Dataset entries
<<<<

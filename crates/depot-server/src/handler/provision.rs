//! Provisioning trigger handlers.

use axum::extract::State;
use axum::http::StatusCode;
use axum::routing::post;
use axum::{Json, Router};
use depot_workflow::manifest::DependencyManifest;
use serde::Serialize;
use uuid::Uuid;

use crate::handler::Result;
use crate::service::{ProvisionService, ServiceState};

/// Tracing target for provisioning handlers.
const TRACING_TARGET: &str = "depot_server::handler::provision";

/// Response body for a recorded provisioning request.
#[derive(Debug, Serialize)]
struct ProvisionResponse {
    id: Uuid,
    packages: usize,
}

/// Records a provisioning request for the manifest's custom nodes.
///
/// The request is handed off to the external provisioner; this endpoint
/// neither awaits nor reports on the installation itself.
async fn request_provision(
    State(provision): State<ProvisionService>,
    Json(manifest): Json<DependencyManifest>,
) -> Result<(StatusCode, Json<ProvisionResponse>)> {
    let request = provision.request(&manifest).await?;

    tracing::info!(
        target: TRACING_TARGET,
        request_id = %request.id,
        packages = request.custom_nodes.len(),
        "provisioning requested"
    );

    Ok((
        StatusCode::ACCEPTED,
        Json(ProvisionResponse {
            id: request.id,
            packages: request.custom_nodes.len(),
        }),
    ))
}

/// Returns a [`Router`] with all provisioning routes.
///
/// [`Router`]: axum::routing::Router
pub fn routes() -> Router<ServiceState> {
    Router::new().route("/provision", post(request_provision))
}

#[cfg(test)]
mod tests {
    use serde_json::json;

    use crate::handler::test::create_test_server;

    #[tokio::test]
    async fn test_provision_is_accepted_and_recorded() -> anyhow::Result<()> {
        let (server, state) = create_test_server()?;

        let response = server
            .post("/provision")
            .json(&json!({
                "custom-nodes": [{"node": "pack-x", "version": "1.2.0"}],
            }))
            .await;

        response.assert_status(axum::http::StatusCode::ACCEPTED);
        let body = response.json::<serde_json::Value>();
        assert_eq!(body["packages"], json!(1));

        let id = body["id"].as_str().unwrap();
        let stored = state.storage.read(&format!("provision/{id}.json")).await?;
        let request: serde_json::Value = serde_json::from_slice(&stored)?;
        assert_eq!(request["custom-nodes"][0]["node"], json!("pack-x"));
        Ok(())
    }
}
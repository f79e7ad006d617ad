//! Storage error types.

/// Result type for storage operations.
pub type StorageResult<T> = Result<T, StorageError>;

/// Errors that can occur during storage operations.
#[derive(Debug, thiserror::Error)]
pub enum StorageError {
    /// Failed to initialize the storage backend.
    #[error("storage initialization failed: {0}")]
    Init(String),

    /// Object not found.
    #[error("not found: {0}")]
    NotFound(String),

    /// Permission denied.
    #[error("permission denied: {0}")]
    PermissionDenied(String),

    /// Backend-specific error.
    #[error("backend error: {0}")]
    Backend(opendal::Error),
}

impl StorageError {
    /// Creates a new initialization error.
    pub fn init(msg: impl Into<String>) -> Self {
        Self::Init(msg.into())
    }

    /// Creates a new not found error.
    pub fn not_found(path: impl Into<String>) -> Self {
        Self::NotFound(path.into())
    }

    /// Returns whether this error means the object does not exist.
    pub fn is_not_found(&self) -> bool {
        matches!(self, Self::NotFound(_))
    }
}

impl From<opendal::Error> for StorageError {
    fn from(err: opendal::Error) -> Self {
        use opendal::ErrorKind;

        match err.kind() {
            ErrorKind::NotFound => Self::NotFound(err.to_string()),
            ErrorKind::PermissionDenied => Self::PermissionDenied(err.to_string()),
            _ => Self::Backend(err),
        }
    }
}
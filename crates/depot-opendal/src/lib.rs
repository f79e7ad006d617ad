#![forbid(unsafe_code)]
#![cfg_attr(docsrs, feature(doc_cfg))]
#![doc = include_str!("../README.md")]

mod backend;
mod config;
mod error;

#[doc(hidden)]
pub mod prelude;

pub use backend::{FileMetadata, StorageBackend};
pub use config::{BackendType, StorageConfig};
pub use error::{StorageError, StorageResult};

/// Tracing target for storage operations.
pub const TRACING_TARGET: &str = "depot_opendal";
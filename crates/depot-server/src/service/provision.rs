//! Provisioning request recording.
//!
//! The depot never installs anything itself. It records which custom-node
//! packages a workflow needs; an external provisioner picks requests up,
//! installs each package, uploads the tree to
//! `custom-nodes/{package}/{version}/`, and writes the completion marker.

use depot_opendal::StorageBackend;
use depot_workflow::manifest::{CustomNode, DependencyManifest};
use jiff::Timestamp;
use serde::{Deserialize, Serialize};
use uuid::Uuid;

use crate::Result;
use crate::service::paths;

/// Tracing target for provisioning operations.
const TRACING_TARGET: &str = "depot_server::service::provision";

/// A recorded provisioning request.
///
/// Only the `custom-nodes` list is contractual input to the provisioner;
/// the rest is bookkeeping.
#[derive(Debug, Clone, PartialEq, Serialize, Deserialize)]
pub struct ProvisionRequest {
    /// Request id; also names the stored request object.
    pub id: Uuid,
    /// When the request was recorded.
    pub requested_at: Timestamp,
    /// Packages to install and upload.
    #[serde(rename = "custom-nodes")]
    pub custom_nodes: Vec<CustomNode>,
}

/// Records provisioning requests in the bucket.
#[derive(Debug, Clone)]
pub struct ProvisionService {
    storage: StorageBackend,
}

impl ProvisionService {
    /// Creates a new provisioning service.
    pub fn new(storage: StorageBackend) -> Self {
        Self { storage }
    }

    /// Records a provisioning request for the manifest's custom nodes.
    ///
    /// The request is written even when the package list is empty, so a
    /// caller can observe that a run was requested.
    pub async fn request(&self, manifest: &DependencyManifest) -> Result<ProvisionRequest> {
        let request = ProvisionRequest {
            id: Uuid::now_v7(),
            requested_at: Timestamp::now(),
            custom_nodes: manifest.custom_nodes.clone(),
        };

        self.storage
            .write(
                &paths::provision_request_key(request.id),
                &serde_json::to_vec(&request)?,
            )
            .await?;

        tracing::info!(
            target: TRACING_TARGET,
            request_id = %request.id,
            packages = request.custom_nodes.len(),
            "provisioning request recorded"
        );

        Ok(request)
    }
}

#[cfg(test)]
mod tests {
    use super::*;

    #[tokio::test]
    async fn test_request_persists_custom_nodes() -> anyhow::Result<()> {
        let storage = StorageBackend::memory()?;
        let provision = ProvisionService::new(storage.clone());

        let mut manifest = DependencyManifest::empty();
        manifest.custom_nodes.push(CustomNode {
            node: "pack-x".to_string(),
            version: "1.2.0".to_string(),
        });

        let request = provision.request(&manifest).await?;

        let bytes = storage
            .read(&paths::provision_request_key(request.id))
            .await?;
        let stored: ProvisionRequest = serde_json::from_slice(&bytes)?;

        assert_eq!(stored, request);
        assert_eq!(stored.custom_nodes.len(), 1);
        assert_eq!(stored.custom_nodes[0].node, "pack-x");
        Ok(())
    }

    #[tokio::test]
    async fn test_empty_manifest_still_records_a_request() -> anyhow::Result<()> {
        let provision = ProvisionService::new(StorageBackend::memory()?);

        let request = provision.request(&DependencyManifest::empty()).await?;
        assert!(request.custom_nodes.is_empty());
        Ok(())
    }
}
//! Stored workflow analyses.
//!
//! An analysis is the pair of objects written when a workflow is uploaded:
//! the source graph verbatim and the manifest extracted from it. Both live
//! under `workflows/{id}/` keyed by a fresh UUIDv7, so listing sorts by
//! upload time.

use depot_opendal::{StorageBackend, StorageError};
use depot_workflow::manifest::DependencyManifest;
use serde_json::Value;
use uuid::Uuid;

use crate::service::paths;
use crate::{Error, Result};

/// Tracing target for analysis persistence.
const TRACING_TARGET: &str = "depot_server::service::analyses";

/// Persists and re-serves workflow analyses.
#[derive(Debug, Clone)]
pub struct AnalysisService {
    storage: StorageBackend,
}

impl AnalysisService {
    /// Creates a new analysis service.
    pub fn new(storage: StorageBackend) -> Self {
        Self { storage }
    }

    /// Stores a workflow graph together with its extracted manifest.
    ///
    /// The graph is persisted verbatim; the manifest JSON is extended with
    /// the caller-supplied `required_models` list when one is given.
    /// Returns the fresh analysis id.
    pub async fn store(
        &self,
        workflow: &Value,
        manifest: &DependencyManifest,
        required_models: Option<Vec<String>>,
    ) -> Result<Uuid> {
        let id = Uuid::now_v7();

        let mut dependencies = serde_json::to_value(manifest)?;
        if let Some(required) = required_models
            && let Some(object) = dependencies.as_object_mut()
        {
            object.insert("required_models".to_string(), Value::from(required));
        }

        self.storage
            .write(&paths::workflow_key(id), &serde_json::to_vec(workflow)?)
            .await?;
        self.storage
            .write(
                &paths::dependencies_key(id),
                &serde_json::to_vec(&dependencies)?,
            )
            .await?;

        tracing::info!(
            target: TRACING_TARGET,
            analysis_id = %id,
            models = manifest.model_count(),
            custom_nodes = manifest.custom_nodes.len(),
            "workflow analysis stored"
        );

        Ok(id)
    }

    /// Loads the stored dependency manifest of an analysis.
    ///
    /// Returned as raw JSON because stored manifests may carry the
    /// `required_models` extension the typed manifest does not model.
    pub async fn load_dependencies(&self, id: Uuid) -> Result<Value> {
        let bytes = self
            .storage
            .read(&paths::dependencies_key(id))
            .await
            .map_err(|err| match err {
                StorageError::NotFound(_) => Error::AnalysisNotFound(id),
                other => Error::Storage(other),
            })?;

        Ok(serde_json::from_slice(&bytes)?)
    }

    /// Lists the ids of all stored analyses.
    pub async fn list(&self) -> Result<Vec<String>> {
        let prefix = format!("{}/", paths::WORKFLOWS_PREFIX);
        let entries = self.storage.list(&prefix).await?;

        let mut ids: Vec<String> = entries
            .into_iter()
            .filter_map(|entry| {
                entry
                    .strip_prefix(&prefix)
                    .map(|rest| rest.trim_end_matches('/').to_string())
            })
            .filter(|id| !id.is_empty())
            .collect();

        ids.sort_unstable();
        ids.dedup();
        Ok(ids)
    }
}

#[cfg(test)]
mod tests {
    use serde_json::json;

    use super::*;

    fn service() -> AnalysisService {
        AnalysisService::new(StorageBackend::memory().expect("memory backend"))
    }

    #[tokio::test]
    async fn test_store_and_load_round_trip() -> anyhow::Result<()> {
        let analyses = service();
        let manifest = DependencyManifest::empty();

        let id = analyses
            .store(&json!({"nodes": []}), &manifest, None)
            .await?;
        let stored = analyses.load_dependencies(id).await?;

        assert_eq!(stored, serde_json::to_value(&manifest)?);
        Ok(())
    }

    #[tokio::test]
    async fn test_required_models_are_attached() -> anyhow::Result<()> {
        let analyses = service();

        let id = analyses
            .store(
                &json!({}),
                &DependencyManifest::empty(),
                Some(vec!["extra.safetensors".to_string()]),
            )
            .await?;

        let stored = analyses.load_dependencies(id).await?;
        assert_eq!(stored["required_models"], json!(["extra.safetensors"]));
        Ok(())
    }

    #[tokio::test]
    async fn test_unknown_analysis_is_not_found() {
        let analyses = service();

        let result = analyses.load_dependencies(Uuid::nil()).await;
        assert!(matches!(result, Err(Error::AnalysisNotFound(_))));
    }

    #[tokio::test]
    async fn test_list_returns_stored_ids() -> anyhow::Result<()> {
        let analyses = service();

        let first = analyses
            .store(&json!({}), &DependencyManifest::empty(), None)
            .await?;
        let second = analyses
            .store(&json!({}), &DependencyManifest::empty(), None)
            .await?;

        let ids = analyses.list().await?;
        assert!(ids.contains(&first.to_string()));
        assert!(ids.contains(&second.to_string()));
        Ok(())
    }
}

>>>>

Work instructions.
Which lines in the records contain the word "does"? Copy each one.

Your response.
    /// Returns whether this error means the object does not exist.
    /// `required_models` extension the typed manifest does not model.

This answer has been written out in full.